Il quarantennale del compromesso storico, che è appena ricorso in questo agitato settembre 2013, avrebbe potuto trascorrere tutto sommato in sordina, certo doverosamente considerato nell’agenda scientifica e convegnistica di noi contemporaneisti, e a un tempo facilmente ignorato dall’opinione pubblica, se si eccettua qualche lodevole trasmissione televisiva “educational”, con bei filmati d’epoca a tarda ora.
Ma se i corsi e ricorsi storici di vichiana memoria possiedono per noi italiani ancora qualche elemento di fascino, è perché la nostra vicenda politica contiene indubbiamente elementi ciclici, che forse potrebbero sottendere un “basso continuo” di staticità e incapacità di crescita insite nel carattere del nostro popolo; o, in realtà, tali elementi potrebbero mostrare un’identità complessivamente molto meno divisa e persino più patriottica di quanto le contrapposizioni personalistiche e ultramediatiche della “seconda repubblica” abbiamo restituito a noi e alla comunità internazionale.

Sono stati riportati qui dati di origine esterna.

//! Deadline-bounded waiting on shared state.
//!
//! [`WaitCell`] pairs a record with a mutex and a condition variable. Writers
//! mutate the record through [`WaitCell::update`], which wakes every waiter
//! once the write is committed. Readers block in [`WaitCell::wait_until`]
//! until a predicate over the record holds or the deadline passes.
//!
//! ```rust
//! use callgate::sync::WaitCell;
//! use std::sync::Arc;
//! use std::time::Duration;
//!
//! let cell = Arc::new(WaitCell::new(0u32));
//! let writer = Arc::clone(&cell);
//! std::thread::spawn(move || writer.update(|n| *n = 3));
//!
//! let seen = cell.wait_for(Duration::from_secs(1), |n| *n == 3).unwrap();
//! assert_eq!(seen, 3);
//! ```

use std::sync::{Condvar, Mutex, MutexGuard, PoisonError};
use std::time::{Duration, Instant};

use crate::network::error::Error;

/// A record guarded by a lock, with a signal for state changes.
#[derive(Debug, Default)]
pub struct WaitCell<S> {
    state: Mutex<S>,
    signal: Condvar,
}

impl<S> WaitCell<S> {
    /// Wraps `state`.
    pub fn new(state: S) -> Self {
        Self {
            state: Mutex::new(state),
            signal: Condvar::new(),
        }
    }

    // Every write to a record is a plain field assignment, so a panic on
    // another thread cannot leave it half-updated.
    fn lock(&self) -> MutexGuard<'_, S> {
        self.state.lock().unwrap_or_else(PoisonError::into_inner)
    }

    /// Applies `f` under the lock, then wakes every waiter.
    pub fn update<R>(&self, f: impl FnOnce(&mut S) -> R) -> R {
        let result = {
            let mut state = self.lock();
            f(&mut state)
        };
        self.signal.notify_all();
        result
    }

    /// Reads the record under the lock without waiting.
    pub fn inspect<R>(&self, f: impl FnOnce(&S) -> R) -> R {
        f(&self.lock())
    }

    /// Blocks until `predicate` holds or `deadline` passes.
    ///
    /// On success, returns a copy of the record taken while the predicate
    /// still held. On expiry, returns [`Error::Timeout`]; the record stays
    /// live and later updates remain visible to later waits.
    pub fn wait_until<P>(&self, deadline: Instant, mut predicate: P) -> Result<S, Error>
    where
        S: Clone,
        P: FnMut(&S) -> bool,
    {
        let mut state = self.lock();
        loop {
            if predicate(&state) {
                return Ok(state.clone());
            }
            let remaining = deadline.saturating_duration_since(Instant::now());
            if remaining.is_zero() {
                return Err(Error::Timeout);
            }
            // Wakes may be spurious or for an unrelated change; the loop re-checks.
            state = match self.signal.wait_timeout(state, remaining) {
                Ok((guard, _)) => guard,
                Err(poisoned) => poisoned.into_inner().0,
            };
        }
    }

    /// [`wait_until`](Self::wait_until) with a deadline of `timeout` from now.
    ///
    /// A `timeout` too large for the clock to represent waits without a
    /// deadline.
    pub fn wait_for<P>(&self, timeout: Duration, predicate: P) -> Result<S, Error>
    where
        S: Clone,
        P: FnMut(&S) -> bool,
    {
        match Instant::now().checked_add(timeout) {
            Some(deadline) => self.wait_until(deadline, predicate),
            None => Ok(self.wait_unbounded(predicate)),
        }
    }

    fn wait_unbounded<P>(&self, mut predicate: P) -> S
    where
        S: Clone,
        P: FnMut(&S) -> bool,
    {
        let mut state = self.lock();
        while !predicate(&state) {
            state = self
                .signal
                .wait(state)
                .unwrap_or_else(PoisonError::into_inner);
        }
        state.clone()
    }
}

Così, l’italica “Große Koalition”, stabilita nel nostro paese con la salita al governo di Mario Monti il 16 novembre 2011 e proseguita (fino a quando?) da Enrico Letta a partire dal 28 aprile 2013 – pure con le evidenti differenze contestuali che hanno dettato i comportamenti della classe politica italiana nel suo insieme a quarant’anni di distanza, non possono non richiamare alla nostra memoria i vividi contorni di un’operazione che vide coinvolti dal 1973 al 1979 i due grandi partiti di massa italiana di allora, la Dc e il Pci, in qualche misura progenitori degli attuali schieramenti prodotti dal sistema maggioritario.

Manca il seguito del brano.